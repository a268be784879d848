use std::f32::consts::PI;

use num_complex::Complex;
use rustfft::FftPlanner;

use crate::error::EngineError;

// Fingerprint frame parameters. These are part of the fingerprint contract:
// changing any of them invalidates every stored posting.
pub const SAMPLE_RATE: u32 = 22050;
pub const N_FFT: usize = 2048;
pub const HOP_LENGTH: usize = 512;
pub const N_MELS: usize = 128;

/// Floor of the dB-scaled spectrogram, relative to the matrix maximum.
pub const DB_FLOOR: f32 = -80.0;

const POWER_AMIN: f32 = 1e-10;

fn hann_window(length: usize) -> Vec<f32> {
    (0..length)
        .map(|i| 0.5 * (1.0 - (2.0 * PI * i as f32 / (length - 1) as f32).cos()))
        .collect()
}

fn hz_to_mel(hz: f32) -> f32 {
    2595.0 * (1.0 + hz / 700.0).log10()
}

fn mel_to_hz(mel: f32) -> f32 {
    700.0 * (10.0_f32.powf(mel / 2595.0) - 1.0)
}

/// One triangular mel filter: the first FFT bin it covers plus its weights.
struct MelFilter {
    first_bin: usize,
    weights: Vec<f32>,
}

/// Builds N_MELS triangular filters covering [0, SAMPLE_RATE/2].
fn mel_filter_bank() -> Vec<MelFilter> {
    let n_bins = N_FFT / 2 + 1;
    let max_mel = hz_to_mel(SAMPLE_RATE as f32 / 2.0);
    let bin_hz = SAMPLE_RATE as f32 / N_FFT as f32;

    // N_MELS + 2 edge frequencies, equally spaced on the mel scale.
    let edges: Vec<f32> = (0..N_MELS + 2)
        .map(|i| mel_to_hz(max_mel * i as f32 / (N_MELS + 1) as f32))
        .collect();

    let mut bank = Vec::with_capacity(N_MELS);
    for m in 0..N_MELS {
        let (lower, center, upper) = (edges[m], edges[m + 1], edges[m + 2]);
        let first_bin = (lower / bin_hz).ceil() as usize;
        let last_bin = ((upper / bin_hz).floor() as usize).min(n_bins - 1);

        let mut weights = Vec::new();
        for k in first_bin..=last_bin {
            let f = k as f32 * bin_hz;
            let rising = if center > lower { (f - lower) / (center - lower) } else { 0.0 };
            let falling = if upper > center { (upper - f) / (upper - center) } else { 0.0 };
            weights.push(rising.min(falling).max(0.0));
        }
        bank.push(MelFilter { first_bin, weights });
    }
    bank
}

/// Computes the mel-power spectrogram of mono PCM at SAMPLE_RATE, in dB
/// relative to the matrix maximum, clipped at DB_FLOOR.
///
/// Output shape is N_MELS rows by T frames with
/// `T = 1 + (len - N_FFT) / HOP_LENGTH` (zero frames for inputs shorter
/// than one window). Deterministic for identical input, and silence maps to
/// the floor value rather than NaN.
pub fn mel_spectrogram(samples: &[f32]) -> Result<Vec<Vec<f32>>, EngineError> {
    if samples.is_empty() {
        return Err(EngineError::Dsp("empty PCM input".into()));
    }

    let n_frames = if samples.len() < N_FFT {
        0
    } else {
        1 + (samples.len() - N_FFT) / HOP_LENGTH
    };
    if n_frames == 0 {
        return Ok(vec![Vec::new(); N_MELS]);
    }

    let mut planner = FftPlanner::<f32>::new();
    let fft = planner.plan_fft_forward(N_FFT);
    let window = hann_window(N_FFT);
    let bank = mel_filter_bank();
    let n_bins = N_FFT / 2 + 1;

    let mut mel_power = vec![vec![0.0f32; n_frames]; N_MELS];
    let mut buffer = vec![Complex::new(0.0f32, 0.0f32); N_FFT];
    let mut power = vec![0.0f32; n_bins];

    for t in 0..n_frames {
        let start = t * HOP_LENGTH;
        for (j, slot) in buffer.iter_mut().enumerate() {
            *slot = Complex::new(samples[start + j] * window[j], 0.0);
        }
        fft.process(&mut buffer);

        for (k, slot) in power.iter_mut().enumerate() {
            *slot = buffer[k].norm_sqr();
        }

        for (m, filter) in bank.iter().enumerate() {
            let mut acc = 0.0f32;
            for (i, &w) in filter.weights.iter().enumerate() {
                acc += w * power[filter.first_bin + i];
            }
            mel_power[m][t] = acc;
        }
    }

    Ok(power_to_db(mel_power))
}

/// Converts mel power to dB referenced to the matrix maximum. An all-zero
/// matrix (silence) maps to DB_FLOOR everywhere.
fn power_to_db(mut mel_power: Vec<Vec<f32>>) -> Vec<Vec<f32>> {
    let max_power = mel_power
        .iter()
        .flat_map(|row| row.iter().copied())
        .fold(0.0f32, f32::max);

    if max_power <= POWER_AMIN {
        for row in mel_power.iter_mut() {
            for v in row.iter_mut() {
                *v = DB_FLOOR;
            }
        }
        return mel_power;
    }

    for row in mel_power.iter_mut() {
        for v in row.iter_mut() {
            *v = (10.0 * (v.max(POWER_AMIN) / max_power).log10()).max(DB_FLOOR);
        }
    }
    mel_power
}

#[cfg(test)]
mod tests {
    use super::*;

    #[test]
    fn test_frame_count() {
        let samples = vec![0.1f32; N_FFT + 5 * HOP_LENGTH];
        let spec = mel_spectrogram(&samples).unwrap();
        assert_eq!(spec.len(), N_MELS);
        assert_eq!(spec[0].len(), 6);
    }

    #[test]
    fn test_short_input_yields_zero_frames() {
        let samples = vec![0.5f32; N_FFT - 1];
        let spec = mel_spectrogram(&samples).unwrap();
        assert_eq!(spec.len(), N_MELS);
        assert!(spec.iter().all(|row| row.is_empty()));
    }

    #[test]
    fn test_empty_input_is_an_error() {
        assert!(mel_spectrogram(&[]).is_err());
    }

    #[test]
    fn test_silence_maps_to_floor_without_nans() {
        let samples = vec![0.0f32; SAMPLE_RATE as usize];
        let spec = mel_spectrogram(&samples).unwrap();
        for row in &spec {
            for &v in row {
                assert!(v.is_finite());
                assert_eq!(v, DB_FLOOR);
            }
        }
    }

    #[test]
    fn test_tone_is_referenced_to_matrix_max() {
        let sr = SAMPLE_RATE as f32;
        let samples: Vec<f32> = (0..SAMPLE_RATE)
            .map(|i| (2.0 * PI * 440.0 * i as f32 / sr).sin())
            .collect();
        let spec = mel_spectrogram(&samples).unwrap();

        let mut max = f32::NEG_INFINITY;
        for row in &spec {
            for &v in row {
                assert!(v.is_finite());
                assert!(v <= 0.0 && v >= DB_FLOOR);
                max = max.max(v);
            }
        }
        assert_eq!(max, 0.0);
    }

    #[test]
    fn test_determinism() {
        let sr = SAMPLE_RATE as f32;
        let samples: Vec<f32> = (0..SAMPLE_RATE)
            .map(|i| (2.0 * PI * 523.25 * i as f32 / sr).sin())
            .collect();
        let a = mel_spectrogram(&samples).unwrap();
        let b = mel_spectrogram(&samples).unwrap();
        assert_eq!(a, b);
    }

    #[test]
    fn test_filter_bank_covers_every_filter() {
        let bank = mel_filter_bank();
        assert_eq!(bank.len(), N_MELS);
        for filter in &bank {
            assert!(filter.first_bin + filter.weights.len() <= N_FFT / 2 + 1);
            assert!(filter.weights.iter().any(|&w| w > 0.0));
        }
    }
}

***

*Your assignment:* Set down again, word for word, the stretch of records from the line with "440.0 * i as f32 / sr).sin())" to the line with "assert!(v <= 0.0", both of those lines included.

*Output of the exercise:*
            .map(|i| (2.0 * PI * 440.0 * i as f32 / sr).sin())
            .collect();
        let spec = mel_spectrogram(&samples).unwrap();

        let mut max = f32::NEG_INFINITY;
        for row in &spec {
            for &v in row {
                assert!(v.is_finite());
                assert!(v <= 0.0 && v >= DB_FLOOR);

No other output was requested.